For the first time since World War II, Japan last year spent more money than the United States in adding new factories and equipment to make its industries more productive, the Council on Competitiveness said in a study this week.
The report on the council's third annual "competitiveness index" fuels arguments that America is failing to keep pace with other industrialized nations. It showed that the United States lags behind other industrial nations in investing in new plants and spending for nonmilitary research and development.
As a result, the report said, the standard of living in the United States has increased at a slower rate than it has in other industrialized countries.
"America is looking like an aging athlete -- still on top but trying to ignore all the younger talent that is breaking into the lineup," said Kent Hughes, president of the council.
The council was founded four years ago by a group of business leaders, union officials and academics who were concerned that the Reagan administration was ignoring signs that America's once dominant position in the world was eroding.
While President Bush sounded the competitiveness theme in his State of the Union message this year, his administration has been split over how to tackle the problem.
"For years, the United States has had the luxury of relying on its big post-World War II lead and the strength that came from a continental economy to sustain its competitive advantage. Now the big lead is gone and the competition is more intense," said Hughes.
The "competitiveness index" compares the United States in six key areas with six other industrialized nations: Canada, France, Britain, Italy, Japan and West Germany.
The index noted that the rate of U.S. investment in plant and equipment has lagged behind other industrialized nations. Japan, for instance, has spent an average of 17 percent of its gross domestic product on plant and equipment every year since 1972, while the United States spent 12 percent. The others -- all participants in next month's economic summit in Houston -- have spent 14 percent.
For last year, Japanese investment jumped to a record 23.6 percent of its gross domestic product and its actual dollar spending exceeded U.S. investment by $36 billion despite the fact that the U.S. economy is twice as large as Japan's.
"The end result of Japan's concentrated spending is an industrial base that is one of the most modern, efficient and competitive in the world," the report said.
Furthermore, the report said that U.S. spending on roads, railways, airports and bridges -- the infrastructure of an efficient transportation system that is crucial for a continent-wide economy -- has been more than halved between 1965 and 1985.
While the United States leads in total spending for research and development, its principal economic competitors, Japan and West Germany, each spent 50 percent more on non-defense research. The council said that figure is a better indicator of future commercial competitiveness, especially in the post-Cold War era in which economic concerns are expected to be more important than the tanks, missiles and military bases that have symbolized power since the end of World War II.

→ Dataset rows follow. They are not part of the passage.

//! Outbound value parsing.
//!
//! Text committed by a user is interpreted against the target channel's
//! field type before anything reaches the value source. A value that does
//! not parse is rejected locally.

use smol_str::SmolStr;

use crate::element::InputFormat;
use crate::error::DisplayError;
use crate::source::WriteRequest;
use crate::value::{ChannelState, FieldType};

/// Builds the write for `text` committed to channel `name`.
///
/// Returns `Ok(None)` when the field type accepts no write in this format.
pub fn request_value(
    name: &str,
    state: &ChannelState,
    text: &str,
    format: InputFormat,
    actor: &str,
) -> Result<Option<WriteRequest>, DisplayError> {
    let invalid = || DisplayError::InvalidValue(SmolStr::new(text));
    match state.field_type {
        FieldType::String => Ok(Some(WriteRequest::text(name, text, 0, actor))),
        FieldType::Char => Ok((format == InputFormat::String)
            .then(|| WriteRequest::text(name, text, 0, actor))),
        FieldType::Enum | FieldType::Int | FieldType::Long => {
            let wanted = text.trim();
            if let Some(index) = state
                .enum_states
                .iter()
                .position(|state| state.trim() == wanted)
            {
                let index = i64::try_from(index).map_err(|_| invalid())?;
                return Ok(Some(WriteRequest::text(name, wanted, index, actor)));
            }
            let value = parse_integer(wanted, format).ok_or_else(invalid)?;
            if state.field_type == FieldType::Enum && !state.enum_states.is_empty() {
                let count = i64::try_from(state.enum_states.len()).map_err(|_| invalid())?;
                if !(0..count).contains(&value) {
                    return Err(invalid());
                }
            }
            Ok(Some(WriteRequest::text(name, wanted, value, actor)))
        }
        FieldType::Float | FieldType::Double => {
            let value = parse_double(text.trim(), format).ok_or_else(invalid)?;
            Ok(Some(WriteRequest::numeric(name, value, actor)))
        }
    }
}

fn parse_integer(text: &str, format: InputFormat) -> Option<i64> {
    match format {
        InputFormat::Octal => i64::from_str_radix(text, 8).ok(),
        InputFormat::Hexadecimal => i64::from_str_radix(strip_hex(text).unwrap_or(text), 16).ok(),
        _ => match strip_hex(text) {
            Some(digits) => i64::from_str_radix(digits, 16).ok(),
            None => text.parse().ok(),
        },
    }
}

fn parse_double(text: &str, format: InputFormat) -> Option<f64> {
    #[allow(clippy::cast_precision_loss)]
    let integer = |value: i64| value as f64;
    match format {
        InputFormat::Octal | InputFormat::Hexadecimal => parse_integer(text, format).map(integer),
        _ if strip_hex(text).is_some() => parse_integer(text, format).map(integer),
        _ => text.parse::<f64>().ok().filter(|value| !value.is_nan()),
    }
}

fn strip_hex(text: &str) -> Option<&str> {
    text.strip_prefix("0x").or_else(|| text.strip_prefix("0X"))
}

#[cfg(test)]
mod tests {
    use super::*;

    fn commit(state: &ChannelState, text: &str, format: InputFormat) -> Result<Option<WriteRequest>, DisplayError> {
        request_value("PV", state, text, format, "test")
    }

    #[test]
    fn enum_text_matches_states_before_parsing() {
        let state = ChannelState::connected_enum(0, &["Closed ", "Open"]);
        let request = commit(&state, "Closed", InputFormat::Decimal)
            .expect("commit")
            .expect("request");
        assert_eq!(request.integer, 0);
        let request = commit(&state, "1", InputFormat::Decimal)
            .expect("commit")
            .expect("request");
        assert_eq!(request.integer, 1);
        assert!(commit(&state, "open", InputFormat::Decimal).is_err());
        assert!(commit(&state, "2", InputFormat::Decimal).is_err());
    }

    #[test]
    fn integers_honour_format_and_hex_prefix() {
        let mut state = ChannelState::connected(0.0);
        state.field_type = FieldType::Long;
        let parse = |text, format| {
            commit(&state, text, format)
                .expect("commit")
                .expect("request")
                .integer
        };
        assert_eq!(parse("17", InputFormat::Octal), 15);
        assert_eq!(parse("ff", InputFormat::Hexadecimal), 255);
        assert_eq!(parse("0x10", InputFormat::Decimal), 16);
        assert_eq!(parse("-42", InputFormat::Decimal), -42);
    }

    #[test]
    fn doubles_reject_garbage() {
        let state = ChannelState::connected(0.0);
        let request = commit(&state, " 2.5e1 ", InputFormat::Decimal)
            .expect("commit")
            .expect("request");
        assert!((request.numeric - 25.0).abs() < f64::EPSILON);
        assert_eq!(
            commit(&state, "abc", InputFormat::Decimal),
            Err(DisplayError::InvalidValue("abc".into()))
        );
    }

    #[test]
    fn char_arrays_accept_text_only_in_string_format() {
        let mut state = ChannelState::connected_text("");
        state.field_type = FieldType::Char;
        assert!(commit(&state, "hello", InputFormat::Decimal)
            .expect("commit")
            .is_none());
        let request = commit(&state, "hello", InputFormat::String)
            .expect("commit")
            .expect("request");
        assert_eq!(request.text, "hello");
    }
}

Other "troubling trends" mentioned in the report:
Because its productivity growth rates have sagged in 1972, the United States "has squandered" a once-commanding lead over the rest of the world. U.S. productivity is now just 30 percent greater than other industrialized nations compared to an 87 percent lead 18 years ago. In Japan, the average worker has more than doubled his productivity since 1972 and that country is quickly closing the gap with the United States.
Wages of U.S. manufacturing workers have remained stagnant over the past 20 years while the wages of its major competitors have increased. The average salary and benefits for an American worker have gone up by little more than $1,000 since 1972 while manufacturing employees in West Germany earned $7,500 more and Japanese workers $5,000 more.